(Little blisters; Vesiculae)
Definition. Vesicles are pin-point to pea-sized, white, yellow or red, circumscribed elevations of the epidermis containing a serous fluid.
Vesicles arise as such or are secondary to pre-existing papules. Their color depends not only upon their contents which may be clear (from serum) or opaque (from pus, blood or both), but also upon the degree of inflammations present. They tend to appear in groups or aggregations as in eczema, herpes simplex, herpes zoster, dermatitis herpetiformis, or they may be scanty, discrete, isolated or disseminated as in varicella, malaria, sudamen and hydrocystoma. They are generally tense; rounded at the base, if discrete; convex at the top or pitted as in varicella, or flaccid from collapse upon their contents; tend to coalesce and form blebs; are usually single chambered but may be multilocular as in smallpox.
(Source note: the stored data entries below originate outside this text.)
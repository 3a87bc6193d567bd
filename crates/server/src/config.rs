//! Server configuration loaded from environment variables.
//!
//! # Environment Variables
//!
//! ## Required
//! - `PROFITGUARD_DATABASE_URL` - `PostgreSQL` connection string (falls
//!   back to `DATABASE_URL`)
//! - `SHOPIFY_STORE` - Shopify store domain (e.g., your-store.myshopify.com)
//! - `SHOPIFY_ADMIN_ACCESS_TOKEN` - Admin API access token
//!
//! ## Optional
//! - `PROFITGUARD_HOST` - Bind address (default: 127.0.0.1)
//! - `PROFITGUARD_PORT` - Listen port (default: 3001)
//! - `SHOPIFY_API_VERSION` - API version (default: 2026-01)
//! - `SENTRY_DSN` - Sentry error tracking DSN
//! - `SENTRY_ENVIRONMENT` - Sentry environment label
//! - `SENTRY_SAMPLE_RATE` - Sentry error sample rate (default: 1.0)
//! - `SENTRY_TRACES_SAMPLE_RATE` - Sentry tracing sample rate (default: 0.1)

use std::net::{IpAddr, SocketAddr};

use secrecy::SecretString;
use thiserror::Error;

/// Configuration errors that can occur during loading.
#[derive(Debug, Error)]
pub enum ConfigError {
    #[error("Missing environment variable: {0}")]
    MissingEnvVar(String),
    #[error("Invalid environment variable {0}: {1}")]
    InvalidEnvVar(String, String),
}

/// Application configuration.
#[derive(Debug, Clone)]
pub struct AppConfig {
    /// `PostgreSQL` database connection URL (contains password)
    pub database_url: SecretString,
    /// IP address to bind the server to
    pub host: IpAddr,
    /// Port to listen on
    pub port: u16,
    /// Shopify Admin API configuration
    pub shopify: ShopifyConfig,
    /// Sentry DSN for error tracking
    pub sentry_dsn: Option<String>,
    /// Sentry environment (e.g., "development", "production")
    pub sentry_environment: Option<String>,
    /// Sentry error sample rate (0.0 to 1.0)
    pub sentry_sample_rate: f32,
    /// Sentry performance tracing sample rate (0.0 to 1.0)
    pub sentry_traces_sample_rate: f32,
}

/// Shopify Admin API configuration.
///
/// Implements `Debug` manually to redact the access token.
#[derive(Clone)]
pub struct ShopifyConfig {
    /// Shopify store domain (e.g., your-store.myshopify.com)
    pub store: String,
    /// Shopify API version (e.g., 2026-01)
    pub api_version: String,
    /// Admin API access token
    pub access_token: SecretString,
}

impl std::fmt::Debug for ShopifyConfig {
    fn fmt(&self, f: &mut std::fmt::Formatter<'_>) -> std::fmt::Result {
        f.debug_struct("ShopifyConfig")
            .field("store", &self.store)
            .field("api_version", &self.api_version)
            .field("access_token", &"[REDACTED]")
            .finish()
    }
}

impl AppConfig {
    /// Load configuration from environment variables.
    ///
    /// Calls `dotenvy::dotenv()` to load from `.env` file if present.
    ///
    /// # Errors
    ///
    /// Returns `ConfigError` if required variables are missing or invalid.
    pub fn from_env() -> Result<Self, ConfigError> {
        // Load .env file if present (ignore errors if not found)
        let _ = dotenvy::dotenv();

        let database_url = get_database_url("PROFITGUARD_DATABASE_URL")?;
        let host = get_env_or_default("PROFITGUARD_HOST", "127.0.0.1")
            .parse::<IpAddr>()
            .map_err(|e| {
                ConfigError::InvalidEnvVar("PROFITGUARD_HOST".to_string(), e.to_string())
            })?;
        let port = get_env_or_default("PROFITGUARD_PORT", "3001")
            .parse::<u16>()
            .map_err(|e| {
                ConfigError::InvalidEnvVar("PROFITGUARD_PORT".to_string(), e.to_string())
            })?;

        let shopify = ShopifyConfig::from_env()?;
        let sentry_dsn = get_optional_env("SENTRY_DSN");
        let sentry_environment = get_optional_env("SENTRY_ENVIRONMENT");
        let sentry_sample_rate = get_optional_env("SENTRY_SAMPLE_RATE")
            .and_then(|s| s.parse().ok())
            .unwrap_or(1.0);
        let sentry_traces_sample_rate = get_optional_env("SENTRY_TRACES_SAMPLE_RATE")
            .and_then(|s| s.parse().ok())
            .unwrap_or(0.1);

        Ok(Self {
            database_url,
            host,
            port,
            shopify,
            sentry_dsn,
            sentry_environment,
            sentry_sample_rate,
            sentry_traces_sample_rate,
        })
    }

    /// Returns the socket address for binding the server.
    #[must_use]
    pub const fn socket_addr(&self) -> SocketAddr {
        SocketAddr::new(self.host, self.port)
    }
}

impl ShopifyConfig {
    fn from_env() -> Result<Self, ConfigError> {
        Ok(Self {
            store: get_required_env("SHOPIFY_STORE")?,
            api_version: get_env_or_default("SHOPIFY_API_VERSION", "2026-01"),
            access_token: get_required_secret("SHOPIFY_ADMIN_ACCESS_TOKEN")?,
        })
    }
}

/// Get a required environment variable.
fn get_required_env(key: &str) -> Result<String, ConfigError> {
    std::env::var(key).map_err(|_| ConfigError::MissingEnvVar(key.to_string()))
}

/// Get a required environment variable as a secret.
fn get_required_secret(key: &str) -> Result<SecretString, ConfigError> {
    let value = get_required_env(key)?;
    Ok(SecretString::from(value))
}

/// Get database URL with fallback to generic `DATABASE_URL`.
fn get_database_url(primary_key: &str) -> Result<SecretString, ConfigError> {
    if let Ok(value) = std::env::var(primary_key) {
        return Ok(SecretString::from(value));
    }
    if let Ok(value) = std::env::var("DATABASE_URL") {
        return Ok(SecretString::from(value));
    }
    Err(ConfigError::MissingEnvVar(primary_key.to_string()))
}

/// Get an optional environment variable.
fn get_optional_env(key: &str) -> Option<String> {
    std::env::var(key).ok()
}

/// Get an environment variable with a default value.
fn get_env_or_default(key: &str, default: &str) -> String {
    std::env::var(key).unwrap_or_else(|_| default.to_string())
}

#[cfg(test)]
#[allow(clippy::unwrap_used)]
mod tests {
    use super::*;

    #[test]
    fn test_socket_addr() {
        let config = AppConfig {
            database_url: SecretString::from("postgres://localhost/test"),
            host: "127.0.0.1".parse().unwrap(),
            port: 3001,
            shopify: ShopifyConfig {
                store: "test.myshopify.com".to_string(),
                api_version: "2026-01".to_string(),
                access_token: SecretString::from("shpat_test_token"),
            },
            sentry_dsn: None,
            sentry_environment: None,
            sentry_sample_rate: 1.0,
            sentry_traces_sample_rate: 0.1,
        };

        let addr = config.socket_addr();
        assert_eq!(addr.ip().to_string(), "127.0.0.1");
        assert_eq!(addr.port(), 3001);
    }

    #[test]
    fn test_shopify_config_debug_redacts_token() {
        let config = ShopifyConfig {
            store: "test.myshopify.com".to_string(),
            api_version: "2026-01".to_string(),
            access_token: SecretString::from("shpat_super_secret_token"),
        };

        let debug_output = format!("{config:?}");

        assert!(debug_output.contains("test.myshopify.com"));
        assert!(debug_output.contains("2026-01"));
        assert!(debug_output.contains("[REDACTED]"));
        assert!(!debug_output.contains("shpat_super_secret_token"));
    }
}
Vesicles are usually of inflammatory origin, as in eczema; however, they may be non-inflammatory, as in sudamen. They may be the chief feature of an eruption and seated in the skin, as in herpes; or they may be secondary and external to other lesions, as at the apex of a papule in eczema. Vesicles are of comparatively short duration. They terminate by spontaneous or accidental rupture and discharge their contents upon the adjacent surface, or they may dry into crusts. They may be transformed into bullae not only by coalescence but also by an increase of size, or become pustules or the seat of ulceration. An eruption of inflammatory vesicles is usually attended with subjective sensations of itching, burning or stinging.
The terms vesicopustule and vesicobullae are used to designate conditions in which pustular and bullous formations are secondary to that of the vesicular.